Honouring Slain Horses at Ontario’s Barton Feeders

 Owen Sound, once a busy port city, is strategically located at the mouths of the Pottawatomi and Sydenham Rivers on an inlet of Georgian Bay in Ontario. Tourism and agriculture are integral to the local economy. The Niagara Escarpment and Bruce Trail wind around the town which serves as the gateway to the Bruce Peninsula.

 

For decades, Owen Sound had the dubious distinction of being the town to take unwanted horses for slaughter. Even until recent years, people in Ontario’s horse community still believed taking horses to Owen Sound for slaughter was an option.
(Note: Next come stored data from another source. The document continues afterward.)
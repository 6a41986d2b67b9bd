use crate::geometry::{check_gsd, ScanStrategy};
use crate::types::{LayoutError, PanelFootprint, Result};
use serde::{Deserialize, Serialize};
use std::collections::HashSet;

/// Settings shared by every roof of a request
#[derive(Debug, Clone, PartialEq, Serialize, Deserialize)]
#[serde(default)]
pub struct LayoutConfig {
    /// Ground sample distance in meters per pixel
    pub gsd: f64,
    /// Safety margin kept free along the roof edge, in meters
    pub margin_m: f64,
    /// Clearance added to both panel dimensions, in meters
    pub spacing_m: f64,
    /// Rated output of a single panel, used for the capacity figure
    pub panel_rating_kw: f64,
    /// Panel footprints in evaluation order
    pub catalogue: Vec<PanelFootprint>,
    pub scan_strategy: ScanStrategy,
    /// Plan the roofs of a batch on the rayon thread pool
    pub parallel: bool,
}

impl Default for LayoutConfig {
    fn default() -> Self {
        Self {
            gsd: 0.05,
            margin_m: 0.3,
            spacing_m: 0.02,
            panel_rating_kw: 0.4,
            catalogue: default_catalogue(),
            scan_strategy: ScanStrategy::default(),
            parallel: true,
        }
    }
}

/// Panel models evaluated when no catalogue is configured.
pub fn default_catalogue() -> Vec<PanelFootprint> {
    vec![
        PanelFootprint::new("Sharp_NQ-256AF", 1.318, 0.990),
        PanelFootprint::new("Standard_A", 1.65, 0.99),
        PanelFootprint::new("Standard_B", 1.50, 0.80),
    ]
}

impl LayoutConfig {
    /// Parses a YAML document; missing fields take their defaults.
    pub fn from_yaml_str(content: &str) -> Result<Self> {
        serde_yaml::from_str(content).map_err(|e| LayoutError::Config(e.to_string()))
    }

    /// Parses a JSON document; missing fields take their defaults.
    pub fn from_json_str(content: &str) -> Result<Self> {
        serde_json::from_str(content).map_err(|e| LayoutError::Config(e.to_string()))
    }

    /// Rejects parameters the engine cannot work with. Nothing is clamped.
    pub fn validate(&self) -> Result<()> {
        check_gsd(self.gsd)?;

        check_non_negative("Margin", self.margin_m)?;
        check_non_negative("Panel spacing", self.spacing_m)?;
        check_non_negative("Panel rating", self.panel_rating_kw)?;

        if self.catalogue.is_empty() {
            return Err(LayoutError::InvalidParameter(
                "At least one panel footprint must be provided".to_string(),
            ));
        }

        let mut names = HashSet::new();
        for footprint in &self.catalogue {
            if !(footprint.length_m > 0.0 && footprint.width_m > 0.0)
                || !footprint.length_m.is_finite()
                || !footprint.width_m.is_finite()
            {
                return Err(LayoutError::InvalidParameter(format!(
                    "Panel '{}' has non-positive dimensions {}x{}",
                    footprint.name, footprint.length_m, footprint.width_m
                )));
            }
            if !names.insert(footprint.name.as_str()) {
                return Err(LayoutError::InvalidParameter(format!(
                    "Panel '{}' appears more than once in the catalogue",
                    footprint.name
                )));
            }
        }

        Ok(())
    }
}

fn check_non_negative(what: &str, value: f64) -> Result<()> {
    if !value.is_finite() || value < 0.0 {
        return Err(LayoutError::InvalidParameter(format!(
            "{} must be non-negative, got {}",
            what, value
        )));
    }
    Ok(())
}

#[cfg(test)]
mod tests {
    use super::*;

    #[test]
    fn test_defaults_are_valid() {
        let config = LayoutConfig::default();
        assert!(config.validate().is_ok());
        assert_eq!(config.catalogue.len(), 3);
        assert_eq!(config.catalogue[0].name, "Sharp_NQ-256AF");
    }

    #[test]
    fn test_yaml_fills_missing_fields() {
        let config = LayoutConfig::from_yaml_str(
            r#"
gsd: 0.1
catalogue:
  - name: standard
    length_m: 1.65
    width_m: 1.0
scan_strategy: naive
"#,
        )
        .unwrap();

        assert_eq!(config.gsd, 0.1);
        assert_eq!(config.margin_m, 0.3);
        assert_eq!(config.scan_strategy, ScanStrategy::Naive);
        assert_eq!(config.catalogue, vec![PanelFootprint::new("standard", 1.65, 1.0)]);
        assert!(config.parallel);
    }

    #[test]
    fn test_json_keeps_catalogue_order() {
        let config = LayoutConfig::from_json_str(
            r#"{
                "margin_m": 0.0,
                "catalogue": [
                    {"name": "b", "length_m": 1.0, "width_m": 1.0},
                    {"name": "a", "length_m": 2.0, "width_m": 1.0}
                ]
            }"#,
        )
        .unwrap();

        let names: Vec<_> = config.catalogue.iter().map(|f| f.name.as_str()).collect();
        assert_eq!(names, vec!["b", "a"]);
        assert_eq!(config.margin_m, 0.0);
    }

    #[test]
    fn test_malformed_config_is_reported() {
        assert!(matches!(
            LayoutConfig::from_json_str("{\"gsd\": \"fast\"}"),
            Err(LayoutError::Config(_))
        ));
    }

    #[test]
    fn test_validate_rejects_bad_parameters() {
        let bad = [
            LayoutConfig {
                gsd: 0.0,
                ..LayoutConfig::default()
            },
            LayoutConfig {
                margin_m: -0.1,
                ..LayoutConfig::default()
            },
            LayoutConfig {
                spacing_m: f64::NAN,
                ..LayoutConfig::default()
            },
            LayoutConfig {
                catalogue: Vec::new(),
                ..LayoutConfig::default()
            },
            LayoutConfig {
                catalogue: vec![PanelFootprint::new("zero", 0.0, 1.0)],
                ..LayoutConfig::default()
            },
            LayoutConfig {
                catalogue: vec![
                    PanelFootprint::new("twin", 1.0, 1.0),
                    PanelFootprint::new("twin", 2.0, 1.0),
                ],
                ..LayoutConfig::default()
            },
        ];

        for config in bad {
            assert!(
                matches!(config.validate(), Err(LayoutError::InvalidParameter(_))),
                "{:?} should be rejected",
                config
            );
        }
    }
}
If you look it up today, there’s little information to find about Barton Feeders.

 For some time, I’ve been drawn to find out more about Barton Feeders and particularly where it was located.  There has never been much information about who owned the plant and how long it operated.  Also, there’s no record about how many horses’ lives were taken, or how much profit was made from their meat.

 In 2018 after retiring, I moved to the Owen Sound region, and did a bit of research, but came up with little.  Recently, I decided to research it again, and this time found what I was looking for.  Ironically, I’ve driven by the location countless times.  The former abattoir is located on a by-pass road south of Owen Sound – convenient for avoiding the downtown area. Seeing the site before, I thought it may have been an old auction yard, but I now realized it was at one time a slaughter plant. Upon checking with a local news outlet, it was confirmed.

 I can’t describe the emotions I felt. I’d seen this place many times, and was oblivious to the suffering that had taken place here.  I thought about when I joined a small group of people at a dedication to horses whose lives were taken at the Norval Meats horse slaughter plant near Dundalk, Ontario after its closure in 2010.  I knew I had to pay tribute again – this time for the thousands of horses whose lives ended cruelly at Barton Feeders.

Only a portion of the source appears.